Created attachment 39938 [details] testcase v2 Testcase actually initializes the arrays this time :) The bug still occurs.
I think this code is undefined if you have wrapping pointers. No pointer should ever be above INT_MAX in user space on mips32 due to the memory layout on MIPS32.
As far as I can tell, all the pointers in the original C code are valid and do not wrap. Some of the registers wrap, but they're not pointers (until added with other registers).
Then the problem is a reassociation issue. That is we should never get an overflow happening for pointers for MIPS.

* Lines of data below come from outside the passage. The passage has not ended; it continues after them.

use std::collections::HashMap;
use std::time::Duration;

use capsync::{
    DisplaySegment, PlaybackIndex, RawCaptionSegment, ScrollGuard, SegmentGrouper,
    grouper::group_segments, ingest, sanitize::sanitize, scroll::ManualClock,
};

fn raw(start: f64, duration: f64, text: &str) -> RawCaptionSegment {
    RawCaptionSegment::new(start, duration, text)
}

/// Rolling auto-caption windows: each segment repeats the tail of the last.
fn rolling_stream() -> Vec<RawCaptionSegment> {
    let sentences = [
        "welcome back everyone to another episode of the show",
        "today we are looking at how borrow checking works in practice",
        "and why lifetimes are less scary than they first appear",
    ];
    let mut out = Vec::new();
    let mut t = 0.0;
    for sentence in sentences {
        let words: Vec<&str> = sentence.split(' ').collect();
        for end in (3..=words.len()).step_by(2) {
            let text = format!("<c>{}</c>", words[..end].join(" "));
            out.push(raw(t, 1.8, &text));
            t += 0.9;
        }
        out.push(raw(t, 0.4, "1:23"));
        out.push(raw(t + 0.1, 0.4, "   "));
        t += 4.0;
    }
    out
}

#[test]
fn grouping_is_idempotent() {
    let stream = rolling_stream();
    let a = serde_json::to_string(&group_segments(&stream)).unwrap();
    let b = serde_json::to_string(&group_segments(&stream)).unwrap();
    assert_eq!(a, b);
}

#[test]
fn output_is_strictly_ordered_and_non_empty() {
    let out = group_segments(&rolling_stream());
    assert_eq!(out.len(), 3);
    assert!(out.windows(2).all(|w| w[0].start < w[1].start));
    assert!(out.iter().all(|d| !d.text.is_empty()));
    assert_eq!(
        out[1].text,
        "today we are looking at how borrow checking works in practice"
    );
}

#[test]
fn every_contentful_raw_segment_is_referenced_once() {
    let stream = rolling_stream();
    let out = group_segments(&stream);

    let mut seen: HashMap<usize, usize> = HashMap::new();
    for d in &out {
        for &i in &d.source_segments {
            *seen.entry(i).or_default() += 1;
        }
    }
    for (i, s) in stream.iter().enumerate() {
        let text = sanitize(&s.text);
        let contentful = !text.is_empty() && !capsync::sanitize::is_timestamp_only(&text);
        let count = seen.get(&i).copied().unwrap_or(0);
        assert_eq!(count, usize::from(contentful), "raw segment {i}: {:?}", s.text);
    }
}

#[test]
fn durations_cover_their_sources() {
    let stream = rolling_stream();
    for d in group_segments(&stream) {
        for &i in &d.source_segments {
            assert!(stream[i].start >= d.start);
            assert!(stream[i].end() <= d.end() + 1e-9);
        }
    }
}

#[test]
fn duplicate_suppression_example() {
    let out = group_segments(&[
        raw(0.0, 2.0, "hello world"),
        raw(1.0, 2.0, "hello world"),
        raw(3.0, 2.0, "world wide"),
    ]);
    assert_eq!(out.len(), 2);
    assert_eq!((out[0].start, out[0].text.as_str()), (0.0, "hello world"));
    assert_eq!(out[1].start, 3.0);
    assert!(out[1].text.ends_with("wide"));
    assert!(out.iter().all(|d| !d.text.contains("hello world hello world")));
}

#[test]
fn timestamp_only_segments_are_never_sources() {
    let out = group_segments(&[
        raw(0.0, 1.0, "1:23"),
        raw(0.5, 1.0, "some caption text"),
        raw(1.0, 1.0, "[01:23:45]"),
    ]);
    let sources: Vec<usize> = out.iter().flat_map(|d| d.source_segments.clone()).collect();
    assert_eq!(sources, vec![1]);
}

#[test]
fn ingest_then_group_skips_bad_items() {
    let ingested = ingest::parse_json(
        r#"{"segments": [
            {"start": 0.0, "duration": 1.5, "text": "first caption here"},
            {"start": "x", "duration": 1.0, "text": "broken"},
            {"start": 0.8, "duration": 1.5, "text": "first caption here and more"}
        ]}"#,
    )
    .unwrap();
    assert_eq!(ingested.diagnostics.len(), 1);

    let out = SegmentGrouper::default().group(&ingested.segments);
    assert_eq!(out.len(), 1);
    assert_eq!(out[0].text, "first caption here and more");
}

#[test]
fn playback_follows_grouped_transcript() {
    let segments: Vec<DisplaySegment> = group_segments(&rolling_stream());
    let starts: Vec<f64> = segments.iter().map(|s| s.start).collect();
    let mut index = PlaybackIndex::new(segments);

    index.on_time_update(starts[1] + 0.5);
    assert_eq!(index.active(), Some(1));
    index.on_time_update(1_000.0);
    assert_eq!(index.active(), Some(2));
    index.on_time_update(0.0);
    assert_eq!(index.active(), Some(0));
}

#[test]
fn scroll_guard_recovers_after_cooldown() {
    let clock = ManualClock::default();
    let mut guard = ScrollGuard::new(clock.clone(), Duration::from_secs(4));
    guard.notify_manual_scroll();
    assert!(guard.is_suppressed());
    clock.advance(Duration::from_secs(4));
    assert!(!guard.is_suppressed());
}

I'm struggling to see what can be fixed in GCC for this (and I'm not sure I follow why there is a problem with GCC's behaviour) but... The issue may stem from the C front end where the dumps start off as below. Note that the '-1' in kappa-1 has ended up being represented as 1073741823 (0x3fffffff) presumably owing to the fact it will be multiplied by 4 eventually and hence be 'safe'. I can't figure out so far what creates this value but the behavior started some time between gcc 4.7 and 4.8 I believe. The questionably bad code then shows up dependent on optimisations and instruction availability. If the calculation had been done with ADDU instead of in the LDXC1 then all would be well. Regardless of whether this is a real bug for the compiler then the Linux kernel should be making use of the status.UX bit in order to properly emulate a 32-bit environment for o32 on 64-bit kernel/hardware and had this been run using a 32-bit kernel (on 64-bit hardware) then it would run correctly. There is an issue for N32 code with the UX bit in that you also need the PX bit available to independently control 64-bit instruction availability vs address space but this is only missing in MIPSIV cores. ;; Function ldxc1_test (null) ;; enabled by -tree-original { int kappa2 = kappa; double tmp = 0.0; int kappa2 = kappa; double tmp = 0.0; <D.1497>:; kappa-- ; if (zeros + 1 < kappa) { tmp = *(*(r->rows + ((sizetype) kappa + 1073741823) * 4) + ((sizetype) kappa + 536870911) * 8) * ctt; tmp = ldexp (tmp, *(expo + ((sizetype) kappa + 1073741823) * 4) - *(expo + (sizetype) ((unsigned int) kappa2 * 4))); } if (zeros + 1 < kappa && *(s + ((sizetype) kappa + 536870911) * 8) <= tmp) goto <D.1497>; else goto <D.1498>; <D.1498>:; return tmp;
> The issue may stem from the C front end where the dumps start off as below. > Note that the '-1' in kappa-1 has ended up being represented as 1073741823 > (0x3fffffff) presumably owing to the fact it will be multiplied by 4 > eventually and hence be 'safe'. All pointer calculations are done in sizetype and it is unsigned. This kind of issues generally come from the RTL level, maybe expansion here.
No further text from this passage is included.